* _Task prompt_
Output exactly the lines below, starting with the line that has "use ndarray::Array2;" and going on through the line that has "one per label.", both included, and no other lines.

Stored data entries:
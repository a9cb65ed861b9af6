//! Sequence classifier for chat messages.
//!
//! A fine-tuned transformer exported to ONNX produces six logits per
//! message; the label is the argmax of their softmax.

use std::path::{Path, PathBuf};

use ndarray::Array2;
use ort::session::Session;
use ort::value::TensorRef;
use parking_lot::Mutex;
use serde::Serialize;
use thiserror::Error;
use tokenizers::{Tokenizer, TruncationParams};

/// Output classes, indexed by logit position.
pub const LABELS: [&str; 6] = [
    "grooming",
    "hate_or_threat",
    "insult",
    "normal",
    "scam",
    "sexual",
];

#[derive(Error, Debug)]
pub enum ModerationError {
    #[error("model file not found: {}", .0.display())]
    ModelNotFound(PathBuf),
    #[error("tokenizer: {0}")]
    Tokenizer(String),
    #[error("unexpected model output: {0}")]
    UnexpectedOutput(String),
    #[error("ort: {0}")]
    Ort(#[from] ort::Error),
}

/// Verdict for one message.
#[derive(Debug, Clone, PartialEq, Serialize)]
pub struct Moderation {
    pub label: &'static str,
    /// Softmax probability of `label`.
    pub score: f32,
}

/// Anything that scores a message against [`LABELS`].
pub trait TextClassifier: Send + Sync + 'static {
    /// Raw logits, one per label.
    fn logits(&self, text: &str) -> Result<Vec<f32>, ModerationError>;

    fn classify(&self, text: &str) -> Result<Moderation, ModerationError> {
        let logits = self.logits(text)?;
        if logits.len() != LABELS.len() {
            return Err(ModerationError::UnexpectedOutput(format!(
                "expected {} logits, got {}",
                LABELS.len(),
                logits.len()
            )));
        }
        let probs = softmax(&logits);
        let (index, score) = argmax(&probs)
            .ok_or_else(|| ModerationError::UnexpectedOutput("no logits".to_string()))?;
        Ok(Moderation {
            label: LABELS[index],
            score,
        })
    }
}

pub fn softmax(logits: &[f32]) -> Vec<f32> {
    let max = logits.iter().copied().fold(f32::NEG_INFINITY, f32::max);
    let exps: Vec<f32> = logits.iter().map(|&x| (x - max).exp()).collect();
    let sum: f32 = exps.iter().sum();
    exps.into_iter().map(|e| e / sum).collect()
}

/// Index and value of the largest element; the first wins on ties.
pub fn argmax(values: &[f32]) -> Option<(usize, f32)> {
    values
        .iter()
        .copied()
        .enumerate()
        .fold(None, |best, (i, v)| match best {
            Some((_, b)) if b >= v => best,
            _ => Some((i, v)),
        })
}

/// Transformer classifier running through ONNX Runtime.
pub struct OnnxClassifier {
    session: Mutex<Session>,
    tokenizer: Tokenizer,
}

impl OnnxClassifier {
    /// Load `model.onnx` and `tokenizer.json` from `model_dir`.
    pub fn load(model_dir: &Path, max_length: usize) -> Result<Self, ModerationError> {
        let model_path = model_dir.join("model.onnx");
        let tokenizer_path = model_dir.join("tokenizer.json");
        for path in [&model_path, &tokenizer_path] {
            if !path.exists() {
                return Err(ModerationError::ModelNotFound(path.clone()));
            }
        }

        let mut tokenizer = Tokenizer::from_file(&tokenizer_path)
            .map_err(|e| ModerationError::Tokenizer(e.to_string()))?;
        tokenizer
            .with_truncation(Some(TruncationParams {
                max_length,
                ..TruncationParams::default()
            }))
            .map_err(|e| ModerationError::Tokenizer(e.to_string()))?;
        tokenizer.with_padding(None);

        let session = Session::builder()?
            .with_intra_threads(2)?
            .commit_from_file(&model_path)?;
        tracing::info!(
            path = %model_path.display(),
            max_length,
            "loaded moderation model"
        );

        Ok(Self {
            session: Mutex::new(session),
            tokenizer,
        })
    }
}

impl TextClassifier for OnnxClassifier {
    fn logits(&self, text: &str) -> Result<Vec<f32>, ModerationError> {
        let encoding = self
            .tokenizer
            .encode(text, true)
            .map_err(|e| ModerationError::Tokenizer(e.to_string()))?;

        let ids: Vec<i64> = encoding.get_ids().iter().map(|&id| i64::from(id)).collect();
        let mask: Vec<i64> = encoding
            .get_attention_mask()
            .iter()
            .map(|&m| i64::from(m))
            .collect();
        let len = ids.len();
        let ids = Array2::from_shape_vec((1, len), ids)
            .map_err(|e| ModerationError::UnexpectedOutput(e.to_string()))?;
        let mask = Array2::from_shape_vec((1, len), mask)
            .map_err(|e| ModerationError::UnexpectedOutput(e.to_string()))?;

        let mut session = self.session.lock();
        let outputs = session.run(ort::inputs![
            "input_ids" => TensorRef::from_array_view(ids.view())?,
            "attention_mask" => TensorRef::from_array_view(mask.view())?,
        ])?;
        let (_, logits) = outputs[0].try_extract_tensor::<f32>()?;
        tracing::debug!(tokens = len, "message classified");
        Ok(logits.to_vec())
    }
}

#[cfg(test)]
mod tests {
    use super::*;

    struct Fixed(Vec<f32>);

    impl TextClassifier for Fixed {
        fn logits(&self, _text: &str) -> Result<Vec<f32>, ModerationError> {
            Ok(self.0.clone())
        }
    }

    #[test]
    fn test_softmax_sums_to_one() {
        let probs = softmax(&[1.0, 2.0, 3.0]);
        assert!((probs.iter().sum::<f32>() - 1.0).abs() < 1e-6);
        assert!(probs[2] > probs[1] && probs[1] > probs[0]);
    }

    #[test]
    fn test_softmax_large_logits() {
        let probs = softmax(&[1000.0, 1000.0]);
        assert!((probs[0] - 0.5).abs() < 1e-6);
    }

    #[test]
    fn test_argmax_first_on_tie() {
        assert_eq!(argmax(&[0.2, 0.4, 0.4]), Some((1, 0.4)));
        assert_eq!(argmax(&[]), None);
    }

    #[test]
    fn test_classify_picks_label() {
        let classifier = Fixed(vec![0.0, 0.0, 0.0, 5.0, 0.0, 0.0]);
        let verdict = classifier.classify("xin chào").unwrap();
        assert_eq!(verdict.label, "normal");
        let expected = 5f32.exp() / (5f32.exp() + 5.0);
        assert!((verdict.score - expected).abs() < 1e-5);
    }

    #[test]
    fn test_classify_rejects_wrong_width() {
        let classifier = Fixed(vec![1.0, 2.0]);
        assert!(matches!(
            classifier.classify("hi"),
            Err(ModerationError::UnexpectedOutput(_))
        ));
    }

    #[test]
    fn test_load_missing_model() {
        let err = OnnxClassifier::load(Path::new("/nonexistent/moderation"), 256)
            .err()
            .unwrap();
        assert!(matches!(err, ModerationError::ModelNotFound(_)));
    }
}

* _Exercise output_
use ndarray::Array2;
use ort::session::Session;
use ort::value::TensorRef;
use parking_lot::Mutex;
use serde::Serialize;
use thiserror::Error;
use tokenizers::{Tokenizer, TruncationParams};

/// Output classes, indexed by logit position.
pub const LABELS: [&str; 6] = [
    "grooming",
    "hate_or_threat",
    "insult",
    "normal",
    "scam",
    "sexual",
];

#[derive(Error, Debug)]
pub enum ModerationError {
    #[error("model file not found: {}", .0.display())]
    ModelNotFound(PathBuf),
    #[error("tokenizer: {0}")]
    Tokenizer(String),
    #[error("unexpected model output: {0}")]
    UnexpectedOutput(String),
    #[error("ort: {0}")]
    Ort(#[from] ort::Error),
}

/// Verdict for one message.
#[derive(Debug, Clone, PartialEq, Serialize)]
pub struct Moderation {
    pub label: &'static str,
    /// Softmax probability of `label`.
    pub score: f32,
}

/// Anything that scores a message against [`LABELS`].
pub trait TextClassifier: Send + Sync + 'static {
    /// Raw logits, one per label.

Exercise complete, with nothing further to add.